The first half had hardly been a classic; far from it. City began strongest and dominated but we weathered the storm and carved a few half chances. My biggest fear was us having an off-day and getting humped. Thankfully that never looked like happening thus far. We had created a few attacks, despite no real efforts on goal, and at least we were still in it at the break. But we moved the ball slowly and with no thrust.

I wasn’t sure if we were witnessing Reece James’ best position. He seemed happy walking with the ball and pushing it out to others. Was that it? Both he and Caicedo were quiet.

But oh that City support was so silent; the worst support at a Cup Final that I can ever remember.

The second half began with Chelsea attacking us in the Eastern end. In the very first minute, a perfect cross from the left from Nico O’Reilly gifted Semenyo a golden chance but his free header flew over the bar.
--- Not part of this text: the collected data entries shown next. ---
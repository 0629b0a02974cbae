//! Protocol version carried in every message body

use serde::{Deserialize, Serialize};
use std::fmt;

/// Sender protocol version, compared field by field on receive
#[derive(Debug, Clone, Copy, PartialEq, Eq, Hash, PartialOrd, Ord, Serialize, Deserialize)]
pub struct ProtocolVersion {
    pub major: u16,
    pub minor: u16,
    pub build: u16,
}

impl ProtocolVersion {
    /// Version spoken by this build
    pub const CURRENT: ProtocolVersion = ProtocolVersion::new(0, 29, 1);

    pub const fn new(major: u16, minor: u16, build: u16) -> Self {
        Self {
            major,
            minor,
            build,
        }
    }

    /// Whether a message stamped with `other` was produced by a different build
    pub fn mismatches(&self, other: &ProtocolVersion) -> bool {
        self != other
    }
}

impl Default for ProtocolVersion {
    fn default() -> Self {
        Self::CURRENT
    }
}

impl fmt::Display for ProtocolVersion {
    fn fmt(&self, f: &mut fmt::Formatter<'_>) -> fmt::Result {
        write!(f, "{}.{}.{}", self.major, self.minor, self.build)
    }
}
At last, some City noise. Maybe they were waiting for their players to attack their end.

“City. City. We’re the best team in the land and all the world.”

However, for the next fifteen minutes or so, we managed to obtain a better foothold, and the team was rewarded with some really excellent backing from the Chelsea crowd.

On the hour, a super-loud roar from us.

“AND IT’S SUPER CHELSEA. SUPER CHELSEA FC. WE’RE BY FAR THE GREATEST TEAM THE WORLD HAS EVER SEEN.”

My voice was loud and I rasped along with the others.

But we never really created many chances. A Caicedo header was cleared off the line by Rodri, but for all of our wing play, and despite Cole Palmer trying to tease some gaps, we found it hard to break City down.

Our purple period – if you can call it that – came to an end, and with twenty minutes left, I began to wonder about extra time. Our defenders headed away dangerous crosses at one end and Joao Pedro went sprawling after minimal contact at the other.

On seventy-two minutes, a dangerous City break developed and as the ball was played to Haaland I yelled “don’t let that freak of nature have it.” He passed to Bernardo Silva and then Silva passed it back to Haaland, who peeled away out to the right.

Lo and behold, he crossed into the box, and Semenyo – with his back to goal – flicked the ball onwards. It flew in at the far post, with Sanchez beaten.

Now City roared. And they sung again.

“We’re the best team in the land and all the world.”

A free kick was headed on by Levi Colwill, and Enzo instinctively swung a boot, but the ball flew over the bar.

On seventy-four minutes, Pedro Neto replaced Cucurella and we reverted to a four at the back.

There were two late substitutions.

Liam Delap for James.

Alejandro Garnacho for Joao Pedro.

A slow-moving City attack meandered up our right flank and a shot from Nunes took a deflection, but Sanchez reacted well to nudge it against the post. There was another fine save from Sanchez from a Rayan Cherki effort late on.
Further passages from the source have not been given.